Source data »
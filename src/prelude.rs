//! # Tumbler Prelude
//!
//! Commonly used types in one import:
//!
//! ```rust
//! use tumbler::prelude::*;
//!
//! let mut stage = Stage::new(AppConfig::default(), (1200, 800));
//! assert_eq!(stage.scene().light_count(), 2);
//! assert_eq!(stage.frame(std::time::Duration::ZERO), FrameOutcome::Halted);
//! ```

// Application and configuration
pub use crate::app::TumblerApp;
pub use crate::config::{AppConfig, Config};
pub use crate::error::{Result, TumblerError};
pub use crate::stage::{PollOutcome, Stage};

// Animation
pub use crate::animation::{AnimationLoop, FrameOutcome, LoopState, RotationStep};

// Scene model
pub use crate::gfx::camera::PerspectiveCamera;
pub use crate::gfx::geometry::{generate_box, GeometryData};
pub use crate::gfx::resources::{Texture, TextureOptions, WrapMode};
pub use crate::gfx::scene::{AmbientLight, LambertMaterial, Light, Mesh, MeshId, Scene, SpotLight};
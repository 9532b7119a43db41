pub mod camera_utils;
pub mod perspective_camera;

// Re-export main types
pub use camera_utils::{Camera, CameraUniform};
pub use perspective_camera::PerspectiveCamera;
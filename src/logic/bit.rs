//! Single binary digit held by one flip-flop.

use std::fmt;
use serde::{Serialize, Deserialize};
use crate::sim::SimError;

/// The value stored in one flip-flop.
///
/// Serialized as the integers `0` and `1` so snapshots read naturally
/// in JSON.
#[derive(Copy, Clone, PartialEq, Eq, Hash, Default, Serialize, Deserialize)]
#[serde(into = "u8", try_from = "u8")]
pub enum Bit {
    /// Logic low (0)
    #[default]
    Zero,
    /// Logic high (1)
    One,
}

impl Bit {
    /// Both values in order: 0, 1
    pub const ALL: [Bit; 2] = [Bit::Zero, Bit::One];

    /// Convert to 0 or 1.
    #[inline]
    pub const fn to_u8(self) -> u8 {
        match self {
            Bit::Zero => 0,
            Bit::One => 1,
        }
    }

    /// Returns true if this bit is high.
    #[inline]
    pub const fn is_one(self) -> bool {
        matches!(self, Bit::One)
    }

    /// The character used for this bit in bit strings.
    #[inline]
    pub const fn to_char(self) -> char {
        match self {
            Bit::Zero => '0',
            Bit::One => '1',
        }
    }
}

impl fmt::Debug for Bit {
    fn fmt(&self, f: &mut fmt::Formatter<'_>) -> fmt::Result {
        write!(f, "{}", self.to_u8())
    }
}

impl fmt::Display for Bit {
    fn fmt(&self, f: &mut fmt::Formatter<'_>) -> fmt::Result {
        write!(f, "{}", self.to_char())
    }
}

impl From<bool> for Bit {
    fn from(value: bool) -> Self {
        if value { Bit::One } else { Bit::Zero }
    }
}

impl From<Bit> for bool {
    fn from(bit: Bit) -> Self {
        bit.is_one()
    }
}

impl From<Bit> for u8 {
    fn from(bit: Bit) -> Self {
        bit.to_u8()
    }
}

impl TryFrom<u8> for Bit {
    type Error = SimError;

    fn try_from(value: u8) -> Result<Self, Self::Error> {
        match value {
            0 => Ok(Bit::Zero),
            1 => Ok(Bit::One),
            other => Err(SimError::InvalidInput(format!(
                "bit value must be 0 or 1, got {}",
                other
            ))),
        }
    }
}

impl TryFrom<char> for Bit {
    type Error = SimError;

    fn try_from(c: char) -> Result<Self, Self::Error> {
        match c {
            '0' => Ok(Bit::Zero),
            '1' => Ok(Bit::One),
            other => Err(SimError::InvalidInput(format!(
                "'{}' is not a binary digit",
                other
            ))),
        }
    }
}

/// Parse a non-empty string of `0`s and `1`s.
///
/// Surrounding whitespace is ignored; anything else fails with
/// [`SimError::InvalidInput`].
pub fn parse_bits(text: &str) -> Result<Vec<Bit>, SimError> {
    let text = text.trim();
    if text.is_empty() {
        return Err(SimError::InvalidInput(
            "input must be a non-empty string of 0s and 1s".into(),
        ));
    }
    text.chars().map(Bit::try_from).collect()
}

#[cfg(test)]
mod tests {
    use super::*;

    #[test]
    fn test_u8_conversion() {
        assert_eq!(Bit::try_from(0u8).unwrap(), Bit::Zero);
        assert_eq!(Bit::try_from(1u8).unwrap(), Bit::One);
        assert!(matches!(Bit::try_from(2u8), Err(SimError::InvalidInput(_))));
    }

    #[test]
    fn test_char_conversion() {
        assert_eq!(Bit::try_from('1').unwrap(), Bit::One);
        assert!(Bit::try_from('x').is_err());
        for b in Bit::ALL {
            assert_eq!(Bit::try_from(b.to_char()).unwrap(), b);
        }
    }

    #[test]
    fn test_parse_bits() {
        assert_eq!(
            parse_bits("1011").unwrap(),
            vec![Bit::One, Bit::Zero, Bit::One, Bit::One]
        );
        assert_eq!(parse_bits(" 01 ").unwrap(), vec![Bit::Zero, Bit::One]);
        assert!(parse_bits("").is_err());
        assert!(parse_bits("   ").is_err());
        assert!(parse_bits("102").is_err());
        assert!(parse_bits("1 0").is_err());
    }

    #[test]
    fn test_serde_as_integer() {
        let json = serde_json::to_string(&vec![Bit::One, Bit::Zero]).unwrap();
        assert_eq!(json, "[1,0]");
        let back: Vec<Bit> = serde_json::from_str("[0,1]").unwrap();
        assert_eq!(back, vec![Bit::Zero, Bit::One]);
        assert!(serde_json::from_str::<Bit>("2").is_err());
    }
}
//! The shift-register state machine.
//!
//! Implements the per-pulse transition for every [`Mode`] and the input
//! staging operations a front-end calls between pulses.

use std::collections::VecDeque;
use serde::{Serialize, Deserialize};
use thiserror::Error;
use tracing::{event, Level};
use crate::logic::{Bit, Register, parse_bits};
use crate::sim::{Mode, LoadShift, SimConfig, Snapshot};

/// What a single clock pulse did to the register.
#[derive(Debug, Clone, Copy, PartialEq, Eq, Serialize, Deserialize)]
#[serde(tag = "kind", rename_all = "lowercase")]
pub enum Transition {
    /// Every bit moved one place toward QN.
    Shifted {
        /// Bit that entered Q1.
        incoming: Bit,
        /// Bit that left QN.
        outgoing: Bit,
    },
    /// The parallel input was copied into the register.
    Loaded {
        /// QN as it was before the load.
        previous_out: Bit,
    },
}

/// A clocked shift register of one of the four classic kinds.
#[derive(Debug, Clone, PartialEq, Eq, Serialize)]
pub struct ShiftRegisterSimulator {
    mode: Mode,
    register: Register,
    /// Pending serial bits (SISO/SIPO), front enters next.
    queue: VecDeque<Bit>,
    /// Parallel input lines D1..DN (PISO/PIPO).
    parallel_in: Vec<Bit>,
    /// Serial input line used once PISO is shifting.
    serial_in: Bit,
    load_shift: LoadShift,
    /// Clock pulses applied since construction.
    pulses: u64,
}

impl ShiftRegisterSimulator {
    /// Create a simulator with a cleared register.
    pub fn new(mode: Mode, width: usize) -> Result<Self, SimError> {
        Self::with_config(&SimConfig { mode, width })
    }

    /// Create a simulator from a validated config.
    pub fn with_config(config: &SimConfig) -> Result<Self, SimError> {
        config.validate()?;
        event!(
            Level::DEBUG,
            mode = %config.mode,
            width = config.width,
            "creating shift register"
        );
        Ok(Self::cleared(config))
    }

    /// Build from a config already known to be valid.
    fn cleared(config: &SimConfig) -> Self {
        Self {
            mode: config.mode,
            register: Register::zeroed(config.width),
            queue: VecDeque::new(),
            parallel_in: vec![Bit::Zero; config.width],
            serial_in: Bit::Zero,
            load_shift: LoadShift::Load,
            pulses: 0,
        }
    }

    /// Register kind.
    pub fn mode(&self) -> Mode {
        self.mode
    }

    /// Number of flip-flops.
    pub fn width(&self) -> usize {
        self.register.width()
    }

    /// Current register contents.
    pub fn register(&self) -> &Register {
        &self.register
    }

    /// Clock pulses applied so far. Reloading a serial string does not
    /// reset this.
    pub fn pulses(&self) -> u64 {
        self.pulses
    }

    /// State of the PISO load/shift control. Always `Load` for other modes
    /// since they never consult it.
    pub fn load_shift(&self) -> LoadShift {
        self.load_shift
    }

    /// Serial bits not yet shifted in.
    pub fn pending_serial(&self) -> impl Iterator<Item = Bit> + '_ {
        self.queue.iter().copied()
    }

    /// Current parallel input lines.
    pub fn parallel_input(&self) -> &[Bit] {
        &self.parallel_in
    }

    /// Bit that will enter Q1 on the next shift, for modes that shift.
    pub fn next_serial_in(&self) -> Option<Bit> {
        match self.mode {
            Mode::Siso | Mode::Sipo => {
                Some(self.queue.front().copied().unwrap_or(Bit::Zero))
            }
            Mode::Piso => Some(self.serial_in),
            Mode::Pipo => None,
        }
    }

    /// Replace the serial input queue with `bits` and clear the register.
    ///
    /// On error nothing changes.
    pub fn set_serial_string(&mut self, bits: &str) -> Result<(), SimError> {
        self.require(self.mode.serial_input(), "set_serial_string")?;
        let parsed = parse_bits(bits)?;

        self.queue = parsed.into();
        self.register.clear();
        event!(
            Level::DEBUG,
            queued = self.queue.len(),
            "loaded serial input, register cleared"
        );
        Ok(())
    }

    /// Set parallel input line `index` (0 = D1). Takes effect on the next
    /// pulse.
    pub fn set_parallel_bit(&mut self, index: usize, value: u8) -> Result<(), SimError> {
        self.require(self.mode.parallel_input(), "set_parallel_bit")?;
        if index >= self.width() {
            return Err(SimError::IndexOutOfRange {
                index: i128::try_from(index).unwrap_or(i128::MAX),
                width: self.width(),
            });
        }
        let bit = Bit::try_from(value)?;
        self.parallel_in[index] = bit;
        event!(Level::TRACE, index, bit = %bit, "parallel input staged");
        Ok(())
    }

    /// Set every parallel input line at once from a bit string of exactly
    /// `width` characters.
    pub fn set_parallel_word(&mut self, bits: &str) -> Result<(), SimError> {
        self.require(self.mode.parallel_input(), "set_parallel_word")?;
        let parsed = parse_bits(bits)?;
        if parsed.len() != self.width() {
            return Err(SimError::InvalidInput(format!(
                "expected {} parallel bits, got {}",
                self.width(),
                parsed.len()
            )));
        }
        self.parallel_in = parsed;
        event!(Level::TRACE, "parallel input word staged");
        Ok(())
    }

    /// Set the PISO serial input line.
    ///
    /// Accepted while still in `Load`; the bit is only consumed once the
    /// register is shifting.
    pub fn set_serial_bit(&mut self, value: u8) -> Result<(), SimError> {
        self.require(self.mode == Mode::Piso, "set_serial_bit")?;
        self.serial_in = Bit::try_from(value)?;
        event!(Level::TRACE, bit = %self.serial_in, "serial input staged");
        Ok(())
    }

    /// Apply one clock pulse.
    pub fn pulse(&mut self) -> Transition {
        let transition = match self.mode {
            Mode::Siso | Mode::Sipo => {
                let incoming = self.queue.pop_front().unwrap_or(Bit::Zero);
                self.shift(incoming)
            }
            Mode::Pipo => self.parallel_load(),
            Mode::Piso => match self.load_shift {
                LoadShift::Load => {
                    let t = self.parallel_load();
                    self.load_shift = LoadShift::Shift;
                    event!(Level::DEBUG, "PISO switched to SHIFT");
                    t
                }
                LoadShift::Shift => self.shift(self.serial_in),
            },
        };
        self.pulses += 1;
        event!(
            Level::DEBUG,
            pulse = self.pulses,
            register = %self.register,
            ?transition,
            "clock pulse"
        );
        transition
    }

    /// Read-only view of everything a front-end needs to draw.
    pub fn snapshot(&self) -> Snapshot {
        Snapshot::capture(self)
    }

    fn shift(&mut self, incoming: Bit) -> Transition {
        let outgoing = self.register.shift_in(incoming);
        Transition::Shifted { incoming, outgoing }
    }

    fn parallel_load(&mut self) -> Transition {
        let previous_out = self.register.serial_out();
        self.register.load(&self.parallel_in);
        Transition::Loaded { previous_out }
    }

    fn require(&self, supported: bool, operation: &'static str) -> Result<(), SimError> {
        if supported {
            Ok(())
        } else {
            Err(SimError::UnsupportedOperation { operation, mode: self.mode })
        }
    }
}

impl Default for ShiftRegisterSimulator {
    fn default() -> Self {
        Self::cleared(&SimConfig::default())
    }
}

/// Errors reported by simulator operations. None of them change state.
#[derive(Debug, Clone, PartialEq, Eq, Error)]
pub enum SimError {
    #[error("invalid configuration: {0}")]
    InvalidConfiguration(String),

    #[error("invalid input: {0}")]
    InvalidInput(String),

    #[error("index {index} out of range for {width}-bit register")]
    IndexOutOfRange { index: i128, width: usize },

    #[error("{operation} is not supported by a {mode} register")]
    UnsupportedOperation { operation: &'static str, mode: Mode },
}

REQUIRED WORK » Across all the entries above, how many lines have the word "operations" in them? Only the number, please.

EXERCISE OUTPUT » 2